盧孔杰， 徐婧雯， 張雪梅， 吳忠香， 任芳芳，馬 娜， 鞏 蔚， 嚴麗蔚， 朱文兵， 董少忠
（中國醫學科學院/北京協和醫學院醫學生物學研究所，云南省重大傳染病疫苗研發重點實驗室， 昆明 650118）

目的 原核表達、純化樹鼩CD4蛋白并制備多克隆抗體，檢測樹鼩體內的CD4蛋白。方法 克隆樹鼩CD4基因并連接到表達載體，構建重組質粒pET30a（+）-CD4和pGEX-5X-1-CD4，表達并純化重組蛋白His-CD4和GST-CD4，用不同佐劑［弗氏佐劑、MF59和Al（OH）3］制備多抗，用Western blot法檢測血清抗體特異性。 結果 蛋白表達產物His-CD4和GST-CD4的相對分子質量分別約為53.5×103和70.0×103， 純化后蛋白濃度分別為600 μg/mL和1 mg/mL； 三組佐劑均能誘導產生抗體，抗體幾何平均滴度（Geometric Mean Titer， GMT）的比較結果為： 弗氏佐劑組（GMT：97 420）＞Al（OH）3佐劑組（GMT： 67 202）＞MF59佐劑組（GMT： 55 128）； 其中弗氏佐劑組顯著高于原蛋白組（P＜0.001）； Al（OH）3組顯著高于原蛋白組（P＜0.01）； 而MF59組顯著高于原蛋白組（P＜0.05）。結論 制備了特異性良好的小鼠抗血清，能夠特異性地結合樹鼩的CD4蛋白。為下一步本實驗室制備CD4單克隆抗體、CD4蛋白分子的功能研究以及樹鼩的病毒感染模型等免疫相關實驗的進行提供了基礎。

樹鼩； CD4蛋白； 表達； 純化； 多克隆抗體

樹鼩（Tree shrew，Tupaia belangeri）是一種生活在東南亞各國，外形酷似松鼠的哺乳綱攀鼩目樹鼩科小型動物［1］。近幾年，樹鼩在肝炎病毒、腸道病毒71型、輪狀病毒以及流感病毒等疾病病毒感染的動物模型中正被逐漸地重視［2，3］。

在機體的整個免疫系統中，白細胞分化抗原4（cluster of differentiation 4， CD4）分子起著重要作用。
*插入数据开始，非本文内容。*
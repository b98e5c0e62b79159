// bridge.rs - Registration driver
//
// Runs the whole load sequence exactly once: resolve host symbols, discover
// systems, generate trampolines, register them with the host. The sequence
// is single-threaded and synchronous; nothing here suspends, and no
// trampoline is reachable by the host until the sequence completes.

use crate::component::{ComponentMeta, ComponentRegistry};
use crate::descriptor::{SystemDecl, SystemKind};
use crate::discovery::{discover, DiscoveryConfig};
use crate::error::BridgeError;
use crate::host::HostApi;
use crate::trampoline::Trampoline;
use once_cell::sync::OnceCell;
use rivet_abi::HostResolverFn;

/// Progress of the registration sequence.
///
/// `TrampolinesRegistered` is terminal: after it, the bridge only receives
/// inbound calls through the registered entry points.
#[derive(Clone, Copy, Debug, PartialEq, Eq)]
pub enum BridgePhase {
    Uninitialized,
    SymbolsResolved,
    SystemsDiscovered,
    TrampolinesRegistered,
}

/// The completed bridge: the resolved host table and every registered
/// trampoline, owned for the remaining process lifetime.
pub struct Bridge {
    host: HostApi,
    trampolines: Vec<Trampoline>,
    phase: BridgePhase,
}

impl std::fmt::Debug for Bridge {
    fn fmt(&self, f: &mut std::fmt::Formatter<'_>) -> std::fmt::Result {
        f.debug_struct("Bridge")
            .field("phase", &self.phase)
            .field("trampolines", &self.trampolines.len())
            .finish_non_exhaustive()
    }
}

impl Bridge {
    /// Run the registration sequence against the given resolver.
    ///
    /// This is the pure driver: it touches no global state, so a failing
    /// host can be retried in tests with a fresh set of inputs. Production
    /// code goes through [`register_all`], which also publishes the result
    /// and enforces the once-only policy.
    pub fn initialize(
        resolver: HostResolverFn,
        components: Vec<ComponentMeta>,
        systems: &[SystemDecl],
    ) -> Result<Self, BridgeError> {
        let mut phase = BridgePhase::Uninitialized;
        tracing::debug!(phase = ?phase, "beginning registration sequence");
        let registry = ComponentRegistry::from_metas(components)?;

        let host = HostApi::bind(resolver, &registry)?;
        phase = BridgePhase::SymbolsResolved;
        tracing::info!(components = registry.len(), phase = ?phase, "host symbols resolved");

        let descriptors = discover(systems, &registry, &DiscoveryConfig::default())?;
        phase = BridgePhase::SystemsDiscovered;
        tracing::info!(systems = descriptors.len(), phase = ?phase, "systems discovered");

        // Startup trampolines are handed over before update trampolines,
        // matching the order the host will invoke them in.
        let mut trampolines = Vec::with_capacity(descriptors.len());
        for descriptor in descriptors
            .iter()
            .filter(|d| d.kind() == SystemKind::Startup)
            .chain(descriptors.iter().filter(|d| d.kind() == SystemKind::Update))
        {
            let trampoline = Trampoline::generate(descriptor.clone());
            host.register_trampoline(&trampoline)?;
            trampolines.push(trampoline);
        }
        phase = BridgePhase::TrampolinesRegistered;
        tracing::info!(trampolines = trampolines.len(), phase = ?phase, "registration complete");

        Ok(Self {
            host,
            trampolines,
            phase,
        })
    }

    pub fn phase(&self) -> BridgePhase {
        self.phase
    }

    pub fn host(&self) -> &HostApi {
        &self.host
    }

    /// Every trampoline registered with the host, in registration order.
    pub fn trampolines(&self) -> &[Trampoline] {
        &self.trampolines
    }
}

static BRIDGE: OnceCell<Bridge> = OnceCell::new();

/// Run the registration sequence once and publish the bridge for the
/// remaining process lifetime.
///
/// A second call in the same process fails with
/// [`BridgeError::AlreadyInitialized`]; the first registration stays in
/// effect. Any error from the sequence itself leaves nothing published;
/// partial registration is never retried or rolled back, and the host is
/// expected to treat plugin load as failed.
pub fn register_all(
    resolver: HostResolverFn,
    components: Vec<ComponentMeta>,
    systems: &[SystemDecl],
) -> Result<(), BridgeError> {
    if BRIDGE.get().is_some() {
        return Err(BridgeError::AlreadyInitialized);
    }
    let bridge = Bridge::initialize(resolver, components, systems)?;
    BRIDGE
        .set(bridge)
        .map_err(|_| BridgeError::AlreadyInitialized)
}

/// The published bridge, if registration has completed.
pub fn bridge() -> Option<&'static Bridge> {
    BRIDGE.get()
}

/// Bound host operations for use from inside systems.
///
/// Panics when called before [`register_all`] has succeeded; systems are
/// only ever invoked by the host after registration, so hitting the panic
/// means an authoring defect (calling host operations at load time).
pub fn host() -> &'static HostApi {
    bridge()
        .expect("rivet bridge is not initialized; host() is only valid inside systems")
        .host()
}
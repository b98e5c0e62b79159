// trampoline.rs - Native-callable entry points for discovered systems
//
// The host calls every update system through the fixed signature
// `(dt, pointer_array)`. Each system needs its own entry point that
// reinterprets `pointer_array[i]` as the i-th declared component type and
// calls the typed function. Those adapters are generated here by
// monomorphization: one `extern "C"` instantiation per system marker type,
// so the slot-to-type mapping is fixed at build time and never re-derived
// per call.

use crate::component::HostComponent;
use crate::descriptor::{SystemDescriptor, SystemEntry, SystemKind};
use std::ffi::c_void;

/// Largest query the tuple unpack implementations cover.
pub const MAX_QUERY_ARITY: usize = 8;

/// An ordered tuple of component types an update system requires.
///
/// Implemented for `(A,)` through 8-tuples of [`HostComponent`] types.
pub trait Query {
    /// Slot count, equal to the tuple arity.
    const ARITY: usize;

    /// Ordered component names, matching the tuple order.
    const NAMES: &'static [&'static str];

    /// The typed argument pack handed to the system function.
    type Refs<'a>;

    /// Reinterpret the host-supplied slot array as typed references.
    ///
    /// # Safety
    /// `slots` must point at at least `ARITY` addresses, each a valid,
    /// exclusive pointer to a live value of the corresponding tuple type.
    /// The host guarantees this by construction: it hands back addresses in
    /// the exact component order this query was registered with.
    unsafe fn unpack<'a>(slots: *const *mut c_void) -> Self::Refs<'a>;
}

macro_rules! impl_query_tuple {
    ($($ty:ident => $idx:tt),+) => {
        impl<$($ty: HostComponent),+> Query for ($($ty,)+) {
            const ARITY: usize = Self::NAMES.len();
            const NAMES: &'static [&'static str] = &[$($ty::NAME),+];
            type Refs<'a> = ($(&'a mut $ty,)+);

            #[inline(always)]
            unsafe fn unpack<'a>(slots: *const *mut c_void) -> Self::Refs<'a> {
                ($(&mut *(*slots.add($idx) as *mut $ty),)+)
            }
        }
    };
}

impl_query_tuple!(A => 0);
impl_query_tuple!(A => 0, B => 1);
impl_query_tuple!(A => 0, B => 1, C => 2);
impl_query_tuple!(A => 0, B => 1, C => 2, D => 3);
impl_query_tuple!(A => 0, B => 1, C => 2, D => 3, E => 4);
impl_query_tuple!(A => 0, B => 1, C => 2, D => 3, E => 4, F => 5);
impl_query_tuple!(A => 0, B => 1, C => 2, D => 3, E => 4, F => 5, G => 6);
impl_query_tuple!(A => 0, B => 1, C => 2, D => 3, E => 4, F => 5, G => 6, H => 7);

/// A function that runs once at startup, taking nothing and returning
/// nothing.
pub trait StartupSystem {
    const NAME: &'static str;
    fn run();
}

/// A function invoked per entity with `(delta_time, ref T1 .. ref Tn)`.
pub trait UpdateSystem {
    const NAME: &'static str;
    type Query: Query;
    fn run(dt: f32, refs: <Self::Query as Query>::Refs<'_>);
}

/// Native entry point for a startup system. Takes no arguments and simply
/// invokes the zero-parameter callable.
pub unsafe extern "C" fn startup_entry<S: StartupSystem>() {
    S::run();
}

/// Native entry point for an update system.
///
/// `dt` is passed through unmodified; time-step handling belongs to the
/// individual system. In the default build nothing about `slots` is
/// validated: the host supplying exactly `ARITY` valid, correctly-typed
/// addresses in registered order is a documented trust boundary. The
/// `checked-dispatch` feature adds a null-prefix check (the ABI does not
/// transmit the array length, so null slots are the observable proxy for
/// an arity violation) and aborts with a `TrampolineArityViolation`
/// diagnostic instead of dereferencing garbage.
pub unsafe extern "C" fn update_entry<S: UpdateSystem>(dt: f32, slots: *const *mut c_void) {
    #[cfg(feature = "checked-dispatch")]
    {
        for i in 0..<S::Query as Query>::ARITY {
            if slots.is_null() || (*slots.add(i)).is_null() {
                tracing::error!(
                    system = S::NAME,
                    slot = i,
                    expected = <S::Query as Query>::ARITY,
                    "TrampolineArityViolation: host supplied a short or null pointer array"
                );
                // Unwinding across the C boundary is not an option.
                std::process::abort();
            }
        }
    }
    let refs = <S::Query as Query>::unpack(slots);
    S::run(dt, refs);
}

/// A registered-or-registrable native entry point paired with its
/// descriptor.
///
/// Once handed to the host, the entry point and the descriptor backing it
/// must stay reachable for the remaining process lifetime; the host may
/// call at any future time without re-announcing.
pub struct Trampoline {
    descriptor: SystemDescriptor,
}

impl Trampoline {
    /// Package a validated descriptor for registration.
    ///
    /// Descriptors arrive here only through discovery, which already
    /// rejected empty update queries and malformed startups; the asserts
    /// restate those invariants for hand-built descriptors in tests.
    pub(crate) fn generate(descriptor: SystemDescriptor) -> Self {
        match descriptor.kind() {
            SystemKind::Startup => {
                debug_assert!(descriptor.components().is_empty());
                debug_assert!(matches!(descriptor.entry(), SystemEntry::Startup(_)));
            }
            SystemKind::Update => {
                debug_assert!(!descriptor.components().is_empty());
                debug_assert!(matches!(descriptor.entry(), SystemEntry::Update(_)));
            }
        }
        Self { descriptor }
    }

    pub fn descriptor(&self) -> &SystemDescriptor {
        &self.descriptor
    }
}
CD4分子主要表達于輔助性T淋巴細胞（T helper cells， Th）的細胞膜上，其胞外區識別、結合主要組織相容性復合體II類分子（major histocompatibility complex class II，MHCII），增強T細胞抗原受體（T cell receptor，TCR）與MHCII類分子結合的穩定性；胞內區含有酪氨酸蛋白激酶，增強白細胞分化抗原3（cluster of differentiation 3，CD3）轉導的活化信號。同時C D 4分子是人類免疫缺陷病毒（human immunodeficiency virus， HIV）識別的靶點，HIV通過結合CD4分子侵入CD4+Th細胞，造成免疫系統功能損傷［4-6］。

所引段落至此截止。